- **YOUR GOAL**
Retype every record below exactly as it appears.

- **Data items**
= Beginning of Section =

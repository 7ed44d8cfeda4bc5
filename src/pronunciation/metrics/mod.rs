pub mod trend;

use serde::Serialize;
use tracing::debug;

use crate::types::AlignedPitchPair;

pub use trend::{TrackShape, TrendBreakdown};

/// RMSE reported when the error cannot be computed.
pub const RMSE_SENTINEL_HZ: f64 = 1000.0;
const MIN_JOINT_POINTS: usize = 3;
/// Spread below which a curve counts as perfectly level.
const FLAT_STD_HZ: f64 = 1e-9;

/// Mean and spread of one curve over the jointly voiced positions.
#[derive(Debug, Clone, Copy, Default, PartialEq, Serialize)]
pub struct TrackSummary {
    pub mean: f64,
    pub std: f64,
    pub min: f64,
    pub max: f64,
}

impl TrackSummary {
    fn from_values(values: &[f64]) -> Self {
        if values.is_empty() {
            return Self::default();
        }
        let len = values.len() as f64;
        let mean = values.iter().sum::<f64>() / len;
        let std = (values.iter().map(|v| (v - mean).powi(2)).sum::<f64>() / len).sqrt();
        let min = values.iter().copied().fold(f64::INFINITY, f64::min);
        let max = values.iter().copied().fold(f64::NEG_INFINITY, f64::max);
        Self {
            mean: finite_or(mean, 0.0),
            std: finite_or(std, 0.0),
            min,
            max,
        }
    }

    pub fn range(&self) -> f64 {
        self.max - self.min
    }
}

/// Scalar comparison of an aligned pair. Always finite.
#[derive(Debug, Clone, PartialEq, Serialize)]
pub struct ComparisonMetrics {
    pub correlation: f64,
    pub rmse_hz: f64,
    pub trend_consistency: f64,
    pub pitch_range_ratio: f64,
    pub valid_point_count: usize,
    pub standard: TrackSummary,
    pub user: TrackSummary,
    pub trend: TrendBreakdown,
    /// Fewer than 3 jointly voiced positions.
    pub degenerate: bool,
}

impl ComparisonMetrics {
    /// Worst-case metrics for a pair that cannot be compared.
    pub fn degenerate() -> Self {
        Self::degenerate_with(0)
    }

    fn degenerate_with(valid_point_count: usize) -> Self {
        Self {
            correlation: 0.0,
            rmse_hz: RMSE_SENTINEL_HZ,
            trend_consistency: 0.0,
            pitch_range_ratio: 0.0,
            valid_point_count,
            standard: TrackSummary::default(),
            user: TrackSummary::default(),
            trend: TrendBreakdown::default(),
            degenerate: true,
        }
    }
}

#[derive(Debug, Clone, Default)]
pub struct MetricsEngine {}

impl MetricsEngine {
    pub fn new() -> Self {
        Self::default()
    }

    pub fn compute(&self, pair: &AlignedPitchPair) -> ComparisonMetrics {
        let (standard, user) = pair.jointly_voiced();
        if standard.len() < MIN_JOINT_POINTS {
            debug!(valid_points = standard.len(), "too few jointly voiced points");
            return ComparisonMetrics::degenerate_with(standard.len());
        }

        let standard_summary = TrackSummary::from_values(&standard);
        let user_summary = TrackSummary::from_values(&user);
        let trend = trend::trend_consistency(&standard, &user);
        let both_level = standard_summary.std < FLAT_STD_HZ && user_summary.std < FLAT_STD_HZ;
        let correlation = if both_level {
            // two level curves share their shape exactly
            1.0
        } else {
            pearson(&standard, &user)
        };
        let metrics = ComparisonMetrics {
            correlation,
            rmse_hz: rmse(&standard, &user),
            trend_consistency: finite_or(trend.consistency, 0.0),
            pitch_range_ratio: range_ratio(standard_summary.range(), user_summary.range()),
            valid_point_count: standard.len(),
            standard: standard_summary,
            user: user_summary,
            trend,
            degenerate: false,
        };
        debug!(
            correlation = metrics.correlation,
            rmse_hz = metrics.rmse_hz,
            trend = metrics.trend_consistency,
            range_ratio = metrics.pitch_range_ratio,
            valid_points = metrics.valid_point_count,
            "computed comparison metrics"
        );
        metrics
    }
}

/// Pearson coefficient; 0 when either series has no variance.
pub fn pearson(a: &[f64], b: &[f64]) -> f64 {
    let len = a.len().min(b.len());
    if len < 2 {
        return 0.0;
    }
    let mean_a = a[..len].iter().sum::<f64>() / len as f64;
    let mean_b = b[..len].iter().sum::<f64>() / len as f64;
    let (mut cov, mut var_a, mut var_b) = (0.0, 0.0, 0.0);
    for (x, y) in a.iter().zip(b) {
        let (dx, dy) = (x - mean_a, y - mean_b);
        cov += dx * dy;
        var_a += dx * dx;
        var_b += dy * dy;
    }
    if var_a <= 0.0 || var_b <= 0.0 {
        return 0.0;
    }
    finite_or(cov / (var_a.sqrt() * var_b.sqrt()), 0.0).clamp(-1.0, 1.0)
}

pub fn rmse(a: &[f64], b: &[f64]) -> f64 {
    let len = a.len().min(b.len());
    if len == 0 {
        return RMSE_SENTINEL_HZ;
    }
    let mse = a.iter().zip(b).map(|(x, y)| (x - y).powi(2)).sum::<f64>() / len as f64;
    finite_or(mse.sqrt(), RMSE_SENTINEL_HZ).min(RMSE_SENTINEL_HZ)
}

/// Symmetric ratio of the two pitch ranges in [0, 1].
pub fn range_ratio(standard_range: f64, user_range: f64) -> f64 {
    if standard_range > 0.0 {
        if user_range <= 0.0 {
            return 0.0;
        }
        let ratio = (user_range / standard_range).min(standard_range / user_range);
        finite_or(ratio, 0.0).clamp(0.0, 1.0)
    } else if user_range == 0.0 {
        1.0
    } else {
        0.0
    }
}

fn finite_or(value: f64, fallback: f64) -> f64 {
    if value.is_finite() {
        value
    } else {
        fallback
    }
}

= End of Section =

- **RESPONSE BOX**
repository 7ed44d8cfeda4bc5
filename src/pronunciation/metrics/mod.rs
pub mod trend;

use serde::Serialize;
use tracing::debug;

use crate::types::AlignedPitchPair;

pub use trend::{TrackShape, TrendBreakdown};

/// RMSE reported when the error cannot be computed.
pub const RMSE_SENTINEL_HZ: f64 = 1000.0;
const MIN_JOINT_POINTS: usize = 3;
/// Spread below which a curve counts as perfectly level.
const FLAT_STD_HZ: f64 = 1e-9;

/// Mean and spread of one curve over the jointly voiced positions.
#[derive(Debug, Clone, Copy, Default, PartialEq, Serialize)]
pub struct TrackSummary {
    pub mean: f64,
    pub std: f64,
    pub min: f64,
    pub max: f64,
}

impl TrackSummary {
    fn from_values(values: &[f64]) -> Self {
        if values.is_empty() {
            return Self::default();
        }
        let len = values.len() as f64;
        let mean = values.iter().sum::<f64>() / len;
        let std = (values.iter().map(|v| (v - mean).powi(2)).sum::<f64>() / len).sqrt();
        let min = values.iter().copied().fold(f64::INFINITY, f64::min);
        let max = values.iter().copied().fold(f64::NEG_INFINITY, f64::max);
        Self {
            mean: finite_or(mean, 0.0),
            std: finite_or(std, 0.0),
            min,
            max,
        }
    }

    pub fn range(&self) -> f64 {
        self.max - self.min
    }
}

/// Scalar comparison of an aligned pair. Always finite.
#[derive(Debug, Clone, PartialEq, Serialize)]
pub struct ComparisonMetrics {
    pub correlation: f64,
    pub rmse_hz: f64,
    pub trend_consistency: f64,
    pub pitch_range_ratio: f64,
    pub valid_point_count: usize,
    pub standard: TrackSummary,
    pub user: TrackSummary,
    pub trend: TrendBreakdown,
    /// Fewer than 3 jointly voiced positions.
    pub degenerate: bool,
}

impl ComparisonMetrics {
    /// Worst-case metrics for a pair that cannot be compared.
    pub fn degenerate() -> Self {
        Self::degenerate_with(0)
    }

    fn degenerate_with(valid_point_count: usize) -> Self {
        Self {
            correlation: 0.0,
            rmse_hz: RMSE_SENTINEL_HZ,
            trend_consistency: 0.0,
            pitch_range_ratio: 0.0,
            valid_point_count,
            standard: TrackSummary::default(),
            user: TrackSummary::default(),
            trend: TrendBreakdown::default(),
            degenerate: true,
        }
    }
}

#[derive(Debug, Clone, Default)]
pub struct MetricsEngine {}

impl MetricsEngine {
    pub fn new() -> Self {
        Self::default()
    }

    pub fn compute(&self, pair: &AlignedPitchPair) -> ComparisonMetrics {
        let (standard, user) = pair.jointly_voiced();
        if standard.len() < MIN_JOINT_POINTS {
            debug!(valid_points = standard.len(), "too few jointly voiced points");
            return ComparisonMetrics::degenerate_with(standard.len());
        }

        let standard_summary = TrackSummary::from_values(&standard);
        let user_summary = TrackSummary::from_values(&user);
        let trend = trend::trend_consistency(&standard, &user);
        let both_level = standard_summary.std < FLAT_STD_HZ && user_summary.std < FLAT_STD_HZ;
        let correlation = if both_level {
            // two level curves share their shape exactly
            1.0
        } else {
            pearson(&standard, &user)
        };
        let metrics = ComparisonMetrics {
            correlation,
            rmse_hz: rmse(&standard, &user),
            trend_consistency: finite_or(trend.consistency, 0.0),
            pitch_range_ratio: range_ratio(standard_summary.range(), user_summary.range()),
            valid_point_count: standard.len(),
            standard: standard_summary,
            user: user_summary,
            trend,
            degenerate: false,
        };
        debug!(
            correlation = metrics.correlation,
            rmse_hz = metrics.rmse_hz,
            trend = metrics.trend_consistency,
            range_ratio = metrics.pitch_range_ratio,
            valid_points = metrics.valid_point_count,
            "computed comparison metrics"
        );
        metrics
    }
}

/// Pearson coefficient; 0 when either series has no variance.
pub fn pearson(a: &[f64], b: &[f64]) -> f64 {
    let len = a.len().min(b.len());
    if len < 2 {
        return 0.0;
    }
    let mean_a = a[..len].iter().sum::<f64>() / len as f64;
    let mean_b = b[..len].iter().sum::<f64>() / len as f64;
    let (mut cov, mut var_a, mut var_b) = (0.0, 0.0, 0.0);
    for (x, y) in a.iter().zip(b) {
        let (dx, dy) = (x - mean_a, y - mean_b);
        cov += dx * dy;
        var_a += dx * dx;
        var_b += dy * dy;
    }
    if var_a <= 0.0 || var_b <= 0.0 {
        return 0.0;
    }
    finite_or(cov / (var_a.sqrt() * var_b.sqrt()), 0.0).clamp(-1.0, 1.0)
}

pub fn rmse(a: &[f64], b: &[f64]) -> f64 {
    let len = a.len().min(b.len());
    if len == 0 {
        return RMSE_SENTINEL_HZ;
    }
    let mse = a.iter().zip(b).map(|(x, y)| (x - y).powi(2)).sum::<f64>() / len as f64;
    finite_or(mse.sqrt(), RMSE_SENTINEL_HZ).min(RMSE_SENTINEL_HZ)
}

/// Symmetric ratio of the two pitch ranges in [0, 1].
pub fn range_ratio(standard_range: f64, user_range: f64) -> f64 {
    if standard_range > 0.0 {
        if user_range <= 0.0 {
            return 0.0;
        }
        let ratio = (user_range / standard_range).min(standard_range / user_range);
        finite_or(ratio, 0.0).clamp(0.0, 1.0)
    } else if user_range == 0.0 {
        1.0
    } else {
        0.0
    }
}

fn finite_or(value: f64, fallback: f64) -> f64 {
    if value.is_finite() {
        value
    } else {
        fallback
    }
}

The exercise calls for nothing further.